Australian journalist and novelist

John Bede Dalley (5 October 1876 – 6 September 1935) was an Australian journalist, editor and novelist. He had a long-standing association with The Bulletin magazine in Sydney and was also employed as an editor and correspondent with The Herald newspaper group in Melbourne. His published novels took a sardonic view of upper-class Sydney society and the English aristocracy.

John Dalley was born and raised in Sydney, but he and his brothers completed their education in England after the death of their father, a politician and barrister, in 1888. Dalley studied law at Oxford University and was admitted as a barrister in 1901, after which he returned to Australia and practised law in Sydney for about four years. In 1906 he was employed as the editor of the Bathurst newspaper The National Advocate. Apart from the later war years, Dalley remained in the field of journalism for the rest of his life. In 1907 he took up a position as sub-editor at The Bulletin magazine in Sydney. During World War I Dalley served for three years in the A.I.F. in Egypt and France, and on his return to Australia rejoined The Bulletin with writing and editorial duties. In late 1924 he accepted the position of editor of the Melbourne Punch, revitalised after being acquired by The Herald newspaper group. After a year, however, Punch was incorporated into the weekly magazine Table Talk and Dalley left for England where he became the London correspondent for Melbourne's Herald newspaper. In early 1928 his novel No Armour was published in England, soon after which Dalley returned to Sydney and rejoined The Bulletin as an associate-editor. Two more of his novels were published in subsequent years. Dalley died on 6 September 1935, aged 58, after he was washed off a rock platform while fishing at the northern seaside suburb of Avalon.

==Early years==
John Bede Dalley was born on 5 October 1876 in Rose Bay, Sydney, the third of five children of William Bede Dalley and Eleanor Jane (née Long). His father was a barrister and politician. In January 1881, when John was aged four years, his mother died of typhoid. By late 1886, the health of John's father had begun to suffer, and he largely retired to his home, making only occasional public appearances. William Bede Dalley died in late October 1888 from cardiac disease, renal disease and uraemia, with his death reported as "not altogether unexpected".

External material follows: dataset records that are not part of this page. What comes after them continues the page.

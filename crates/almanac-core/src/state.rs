//! The per-instance run state machine.
//!
//! A [`RunState`] is the current position of one workflow instance in its
//! lifecycle. State moves only by applying an [`Event`] through the pure
//! [`RunState::transition`] function; the resulting sequence of events is the
//! instance's durable log, and folding the log reproduces the state.
//!
//! ```text
//!  NEW ──triggerExecution──► QUEUED ──dequeue──► PREPARE ──submit──► SUBMITTING
//!                               ▲                                        │
//!                             retry                              submitted│runError
//!                               │                                        ▼
//!                        AWAITING_RETRY ◄──retryAfter── TERMINATED   SUBMITTED
//!                               │                FAILED ◄──┐             │
//!                             stop                         │          started
//!                               ▼                 terminate(exit!=0)     ▼
//!                             ERROR                        └───────── RUNNING
//!                                                                       │
//!                                              terminate(0) / success   ▼
//!                                                                     DONE
//! ```
//!
//! `halt` lands any non-terminal state in DONE; `timeout` lands any
//! non-terminal state in FAILED; `info` appends a message without moving.
//! Terminal states (`DONE`, `ERROR`) accept no further events.

use std::collections::BTreeMap;

use chrono::{DateTime, Utc};
use serde::{Deserialize, Serialize};

use crate::error::{Error, Result};
use crate::event::Event;
use crate::id::{NATURAL_TRIGGER_LEGACY_ID, WorkflowInstance};

/// Container exit code signalling success.
pub const SUCCESS_EXIT_CODE: i32 = 0;

/// Container exit code signalling an unrecoverable failure that must not be
/// retried.
pub const UNRECOVERABLE_FAILURE_EXIT_CODE: i32 = 20;

/// The states of the run state machine.
#[derive(Debug, Clone, Copy, PartialEq, Eq, Hash, Serialize, Deserialize)]
#[serde(rename_all = "SCREAMING_SNAKE_CASE")]
pub enum State {
    /// Instance exists only as a base for the first trigger.
    New,
    /// Triggered, waiting to be dequeued.
    Queued,
    /// Dequeued, resolving the execution description.
    Prepare,
    /// Submission to the container runner in flight.
    Submitting,
    /// Accepted by the container runner.
    Submitted,
    /// Container is running.
    Running,
    /// Container exited with a retryable failure.
    Terminated,
    /// Failed before or outside normal container termination; retryable.
    Failed,
    /// Aborted after retries were exhausted. Terminal.
    Error,
    /// Waiting out the retry backoff.
    AwaitingRetry,
    /// Finished. Terminal.
    Done,
}

impl State {
    /// Returns true iff no further events are accepted in this state.
    #[must_use]
    pub const fn is_terminal(&self) -> bool {
        matches!(self, Self::Done | Self::Error)
    }

    /// Returns a lowercase label suitable for metrics and configuration keys.
    #[must_use]
    pub const fn as_label(&self) -> &'static str {
        match self {
            Self::New => "new",
            Self::Queued => "queued",
            Self::Prepare => "prepare",
            Self::Submitting => "submitting",
            Self::Submitted => "submitted",
            Self::Running => "running",
            Self::Terminated => "terminated",
            Self::Failed => "failed",
            Self::Error => "error",
            Self::AwaitingRetry => "awaiting_retry",
            Self::Done => "done",
        }
    }

    /// All states, in lifecycle order.
    #[must_use]
    pub const fn all() -> [Self; 11] {
        [
            Self::New,
            Self::Queued,
            Self::Prepare,
            Self::Submitting,
            Self::Submitted,
            Self::Running,
            Self::Terminated,
            Self::Failed,
            Self::Error,
            Self::AwaitingRetry,
            Self::Done,
        ]
    }
}

impl std::fmt::Display for State {
    fn fmt(&self, f: &mut std::fmt::Formatter<'_>) -> std::fmt::Result {
        f.write_str(match self {
            Self::New => "NEW",
            Self::Queued => "QUEUED",
            Self::Prepare => "PREPARE",
            Self::Submitting => "SUBMITTING",
            Self::Submitted => "SUBMITTED",
            Self::Running => "RUNNING",
            Self::Terminated => "TERMINATED",
            Self::Failed => "FAILED",
            Self::Error => "ERROR",
            Self::AwaitingRetry => "AWAITING_RETRY",
            Self::Done => "DONE",
        })
    }
}

/// Severity of a [`Message`].
#[derive(Debug, Clone, Copy, PartialEq, Eq, Serialize, Deserialize)]
#[serde(rename_all = "SCREAMING_SNAKE_CASE")]
pub enum MessageLevel {
    /// Informational.
    Info,
    /// Something unexpected but recoverable.
    Warning,
    /// A failure.
    Error,
}

/// A line in an instance's message history.
#[derive(Debug, Clone, PartialEq, Eq, Serialize, Deserialize)]
#[serde(rename_all = "camelCase")]
pub struct Message {
    /// Severity.
    pub level: MessageLevel,
    /// The message text.
    pub line: String,
}

impl Message {
    /// Creates an informational message.
    #[must_use]
    pub fn info(line: impl Into<String>) -> Self {
        Self {
            level: MessageLevel::Info,
            line: line.into(),
        }
    }

    /// Creates a warning message.
    #[must_use]
    pub fn warning(line: impl Into<String>) -> Self {
        Self {
            level: MessageLevel::Warning,
            line: line.into(),
        }
    }

    /// Creates an error message.
    #[must_use]
    pub fn error(line: impl Into<String>) -> Self {
        Self {
            level: MessageLevel::Error,
            line: line.into(),
        }
    }
}

/// Parameters carried by a trigger into the container environment.
#[derive(Debug, Clone, Default, PartialEq, Eq, Serialize, Deserialize)]
#[serde(rename_all = "camelCase")]
pub struct TriggerParameters {
    /// Extra environment variables for the execution.
    #[serde(default, skip_serializing_if = "BTreeMap::is_empty")]
    pub env: BTreeMap<String, String>,
}

/// The resolved description of a container execution.
#[derive(Debug, Clone, PartialEq, Eq, Serialize, Deserialize)]
#[serde(rename_all = "camelCase")]
pub struct ExecutionDescription {
    /// Container image.
    pub docker_image: String,
    /// Container arguments.
    #[serde(default, skip_serializing_if = "Vec::is_empty")]
    pub docker_args: Vec<String>,
}

/// Mutable payload accumulated by a run as it moves through the state
/// machine.
#[derive(Debug, Clone, Default, PartialEq, Eq, Serialize, Deserialize)]
#[serde(rename_all = "camelCase")]
pub struct StateData {
    /// Id of the trigger that started this run.
    #[serde(skip_serializing_if = "Option::is_none")]
    pub trigger_id: Option<String>,
    /// Parameters carried by the trigger.
    #[serde(skip_serializing_if = "Option::is_none")]
    pub trigger_parameters: Option<TriggerParameters>,
    /// Container execution id, once submitted.
    #[serde(skip_serializing_if = "Option::is_none")]
    pub execution_id: Option<String>,
    /// Resolved execution description, once prepared.
    #[serde(skip_serializing_if = "Option::is_none")]
    pub execution_description: Option<ExecutionDescription>,
    /// Number of retries scheduled so far.
    #[serde(default)]
    pub retry_cost: u32,
    /// Exit code of the last container termination.
    #[serde(skip_serializing_if = "Option::is_none")]
    pub last_exit: Option<i32>,
    /// Backoff delay of the pending retry, in milliseconds.
    #[serde(skip_serializing_if = "Option::is_none")]
    pub retry_delay_millis: Option<i64>,
    /// Message history.
    #[serde(default, skip_serializing_if = "Vec::is_empty")]
    pub messages: Vec<Message>,
}

/// The state of one workflow instance.
#[derive(Debug, Clone, PartialEq, Eq, Serialize, Deserialize)]
#[serde(rename_all = "camelCase")]
pub struct RunState {
    /// The instance this state belongs to.
    pub instance: WorkflowInstance,
    /// Current position in the state machine.
    pub state: State,
    /// Accumulated run payload.
    pub data: StateData,
    /// When the current state was entered.
    pub timestamp: DateTime<Utc>,
    /// Sequence number of the last applied event. The next event must carry
    /// `counter + 1`; this is the optimistic-concurrency token.
    pub counter: u64,
}

impl RunState {
    /// Creates the base state a first trigger is applied to.
    ///
    /// `base_counter` is the highest counter already present in the
    /// instance's event log (0 if none), so that a re-triggered partition
    /// extends the log instead of colliding with retained events.
    #[must_use]
    pub fn fresh(instance: WorkflowInstance, base_counter: u64, now: DateTime<Utc>) -> Self {
        Self {
            instance,
            state: State::New,
            data: StateData::default(),
            timestamp: now,
            counter: base_counter,
        }
    }

    /// Applies an event, producing the next state.
    ///
    /// # Errors
    ///
    /// Returns [`Error::IllegalTransition`] if the current state does not
    /// accept the event.
    pub fn transition(&self, event: &Event, now: DateTime<Utc>) -> Result<Self> {
        let illegal = || Error::IllegalTransition {
            from: self.state.to_string(),
            event: event.kind().to_string(),
        };

        if self.state.is_terminal() {
            return Err(illegal());
        }

        let mut data = self.data.clone();
        let next = match (self.state, event) {
            (State::New, Event::TriggerExecution { trigger_id, parameters }) => {
                data.trigger_id = Some(trigger_id.clone());
                data.trigger_parameters = Some(parameters.clone());
                State::Queued
            }
            (State::New, Event::TimeTrigger) => {
                data.trigger_id = Some(NATURAL_TRIGGER_LEGACY_ID.to_string());
                State::Queued
            }
            (State::Queued, Event::Dequeue) => State::Prepare,
            (State::Prepare, Event::Submit { description }) => {
                data.execution_description = Some(description.clone());
                State::Submitting
            }
            (State::Prepare | State::Submitting, Event::Created { execution_id })
            | (State::Submitting, Event::Submitted { execution_id }) => {
                data.execution_id = Some(execution_id.clone());
                State::Submitted
            }
            (State::Submitted, Event::Started) => State::Running,
            (
                State::Prepare | State::Submitting | State::Submitted | State::Running,
                Event::RunError { message },
            ) => {
                data.messages.push(Message::error(message.clone()));
                State::Failed
            }
            (State::Running, Event::Terminate { exit_code }) => {
                data.last_exit = Some(*exit_code);
                match *exit_code {
                    SUCCESS_EXIT_CODE => State::Done,
                    UNRECOVERABLE_FAILURE_EXIT_CODE => {
                        data.messages
                            .push(Message::error(format!("exit code {exit_code}")));
                        State::Failed
                    }
                    _ => State::Terminated,
                }
            }
            (State::Running, Event::Success) => State::Done,
            (State::Terminated | State::Failed, Event::RetryAfter { delay_millis }) => {
                data.retry_delay_millis = Some(*delay_millis);
                data.retry_cost += 1;
                State::AwaitingRetry
            }
            (State::AwaitingRetry, Event::Retry) => {
                data.execution_id = None;
                data.execution_description = None;
                data.retry_delay_millis = None;
                State::Queued
            }
            (
                State::Queued | State::Terminated | State::Failed | State::AwaitingRetry,
                Event::Stop,
            ) => State::Error,
            (_, Event::Halt) => State::Done,
            (_, Event::Timeout) => {
                data.messages.push(Message::warning("hit deadline"));
                State::Failed
            }
            (_, Event::Info { message }) => {
                data.messages.push(message.clone());
                self.state
            }
            _ => return Err(illegal()),
        };

        Ok(Self {
            instance: self.instance.clone(),
            state: next,
            data,
            timestamp: now,
            counter: self.counter + 1,
        })
    }
}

John Dalley was initially educated at St. Aloysius' College, a Catholic school in Kirribilli. Following his father's death, John and his brothers were sent to England by their maternal-uncle and principal guardian William Long to complete their schooling (despite their late father's wish for his sons to be educated in Sydney). John attended St. Augustine's Abbey school at Ramsgate, and Beaumont College at Old Windsor, Oxford.

==Legal career==
Dalley matriculated from University College, Oxford in November 1895. He studied law at Oxford University and was admitted as a student to the Inner Temple in London. During his studies, 'Jack' Dalley and his two brothers enjoyed an active life. In about March 1898 William wrote to Frank Butler, who had been one of the guardians of the three brothers: "We have a good time here with plenty of horses, and lots of riding, fishing, shooting, and hunting".

In October 1899, Dalley's younger brother Charles died after suffering a broken neck from an accident while hunting at Enfield, north of London. John Dalley was riding with his brother when the accident occurred. Charles Dalley's remains were sent to Sydney on the mail steamer Cuzco, accompanied by his brothers William and John, for interment in the family vault at Waverley Cemetery. His funeral was held on 2 January 1900.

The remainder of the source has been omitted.